March 15th, 2019

March 15th, 2019

Three Poems

by Suellen Wedmore

Alzheimer’s                                                        

It’s just that when I walk through a door,
A different person walks out the other side.
Mary, Mary, quite contrary, oh, where
Are all my children now? Pease porridge cold,
See me hobble along the floor, eighty-nine
Years old?  Or sit patient at my bedside,
Waiting for my John, and when I complain
My son whispers in my ear, He’s gone.
Was he your father then, that handsome man?
Mother, sister, daughter—which one are you?
Diddle, diddle dumpling, the moon fell down
So long ago—what’s there for me to do?
And how did I tumble through dream like this,
From youth’s whirl to dementia’s numbing kiss?

Reverse Cheating

At 89 my mother likes to play
gin rummy: loves cards ordered in her hand,
jacks, kings, bouquets of hearts splayed
across the table, though she blurts offhand
each time, How do I pick up the pile?—
rules once automatic as nursery rhyme
erased by time’s inexorable wheel.
When she can’t match cards, her face darkens,
arthritic hands clench, eyes blink desperation . . .
until I ignore the discarded ten
I need for three of a kind, plunk the queen
she needs for a winning five-card run
on top of the pile.
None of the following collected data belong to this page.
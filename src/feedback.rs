//! User-facing messages for playlist results.
//!
//! The playlist only returns values; shells turn them into [`Feedback`] and
//! decide how to show it.

use std::fmt::Display;

use serde::{Deserialize, Serialize};

use crate::{domain::track::Track, playlist::PlaylistError};

#[derive(Debug, Clone, Copy, PartialEq, Eq, Serialize, Deserialize)]
#[serde(rename_all = "lowercase")]
pub enum Level {
    Success,
    Warning,
    Error,
}

impl Display for Level {
    fn fmt(&self, f: &mut std::fmt::Formatter<'_>) -> std::fmt::Result {
        let label = match self {
            Level::Success => "ok",
            Level::Warning => "warning",
            Level::Error => "error",
        };
        f.write_str(label)
    }
}

#[derive(Debug, Clone, PartialEq, Eq, Serialize, Deserialize)]
pub struct Feedback {
    pub level: Level,
    pub message: String,
}

impl Feedback {
    pub fn success(message: impl Into<String>) -> Self {
        Self {
            level: Level::Success,
            message: message.into(),
        }
    }

    pub fn warning(message: impl Into<String>) -> Self {
        Self {
            level: Level::Warning,
            message: message.into(),
        }
    }

    pub fn error(message: impl Into<String>) -> Self {
        Self {
            level: Level::Error,
            message: message.into(),
        }
    }

    pub fn added(title: &str, artist: &str) -> Self {
        Self::success(format!("Added: {title} by {artist}"))
    }

    pub fn deleted(title: &str, result: &Result<Track, PlaylistError>) -> Self {
        match result {
            Ok(_) => Self::success(format!("Deleted: {title}")),
            Err(PlaylistError::EmptyPlaylist) => {
                Self::error(format!("Cannot delete '{title}'. Playlist is empty."))
            }
            Err(PlaylistError::NotFound { title }) => {
                Self::error(format!("Song '{title}' not found."))
            }
            Err(other) => Self::error(other.to_string()),
        }
    }

    /// feedback for `advance` / `retreat`
    pub fn navigated(result: &Result<&Track, PlaylistError>) -> Self {
        match result {
            Ok(track) => Self::now_playing(Some(track)),
            Err(PlaylistError::AtEnd) => Self::warning("End of playlist."),
            Err(PlaylistError::AtStart) => Self::warning("Already at the beginning."),
            Err(PlaylistError::EmptyPlaylist) => Self::warning("Playlist is empty."),
            Err(other) => Self::error(other.to_string()),
        }
    }

    pub fn now_playing(current: Option<&Track>) -> Self {
        match current {
            Some(track) => Self::success(format!("Now playing: {track}")),
            None => Self::warning("Playlist is empty or no song is selected."),
        }
    }

    pub fn missing_upload_fields() -> Self {
        Self::warning("Please fill all fields and upload a file.")
    }

    pub fn is_success(&self) -> bool {
        self.level == Level::Success
    }
}

impl Display for Feedback {
    fn fmt(&self, f: &mut std::fmt::Formatter<'_>) -> std::fmt::Result {
        write!(f, "[{}] {}", self.level, self.message)
    }
}

#[cfg(test)]
mod tests {
    use super::*;
    use crate::playlist::Playlist;

    #[test]
    fn test_delete_messages() {
        let mut playlist = Playlist::new();

        let empty = playlist.delete("A");
        assert_eq!(
            Feedback::deleted("A", &empty),
            Feedback::error("Cannot delete 'A'. Playlist is empty.")
        );

        playlist.add("A", "X", vec![]);
        let missing = playlist.delete("B");
        assert_eq!(
            Feedback::deleted("B", &missing),
            Feedback::error("Song 'B' not found.")
        );

        let removed = playlist.delete("A");
        assert_eq!(
            Feedback::deleted("A", &removed),
            Feedback::success("Deleted: A")
        );
    }

    #[test]
    fn test_navigation_messages() {
        let mut playlist = Playlist::new();
        assert_eq!(
            Feedback::navigated(&playlist.advance()),
            Feedback::warning("Playlist is empty.")
        );

        playlist.add("A", "X", vec![]);
        playlist.add("B", "Y", vec![]);
        assert_eq!(
            Feedback::navigated(&playlist.retreat()),
            Feedback::warning("Already at the beginning.")
        );
        assert_eq!(
            Feedback::navigated(&playlist.advance()),
            Feedback::success("Now playing: B by Y")
        );
        assert_eq!(
            Feedback::navigated(&playlist.advance()),
            Feedback::warning("End of playlist.")
        );
    }

    #[test]
    fn test_now_playing_without_track() {
        let feedback = Feedback::now_playing(None);

        assert!(!feedback.is_success());
        assert_eq!(
            feedback.to_string(),
            "[warning] Playlist is empty or no song is selected."
        );
    }

    #[test]
    fn test_serializes_lowercase_level() -> anyhow::Result<()> {
        let json = serde_json::to_string(&Feedback::added("A", "X"))?;

        assert_eq!(json, r#"{"level":"success","message":"Added: A by X"}"#);

        Ok(())
    }
}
Is it pride or shame
to let your mother best you at her game?

My Mother Said

One of these days, my legs just won’t go,
and she was right:
in a nursing home, wheelchairs in a row,
one morning her legs refused to go─
How dare they! Diminuendo
when what she’d prayed for was flight.
One of these days my legs won’t go,
my mother said, and she was right.

I’ll wake up and not know who I am,
my mother said, but she was wrong─
she knew who she was but not who to blame
for waking up knowing I am still Elaine,
the same and yet not the woman
she used to be: clever, agile, headstrong.
She woke up knowing Yes, I am,
wishing she was wrong.

Suellen Wedmore, Poet Laureate emerita for the small seaside town of Rockport, Massachusetts, has been widely published. She has been awarded first place in the Writer’s Digest’s Rhyming Poem Contest and, most recently, in the digest’s Non-Rhyming Poems contest. Her chapbook Deployed won the Grayson Press annual contest, her chapbook On Marriage and Other Parallel Universes was published by Finishing Line Press, and her chapbook Mind the Light won a first place in the QuillsEdge Press “Women on the Edge” contest. In 2014 she won first place in the Studios of Key West Contest, and three of her poems have been nominated for a Pushcart Prize. She graduated from the MFA Program in Poetry at New England College in 2004.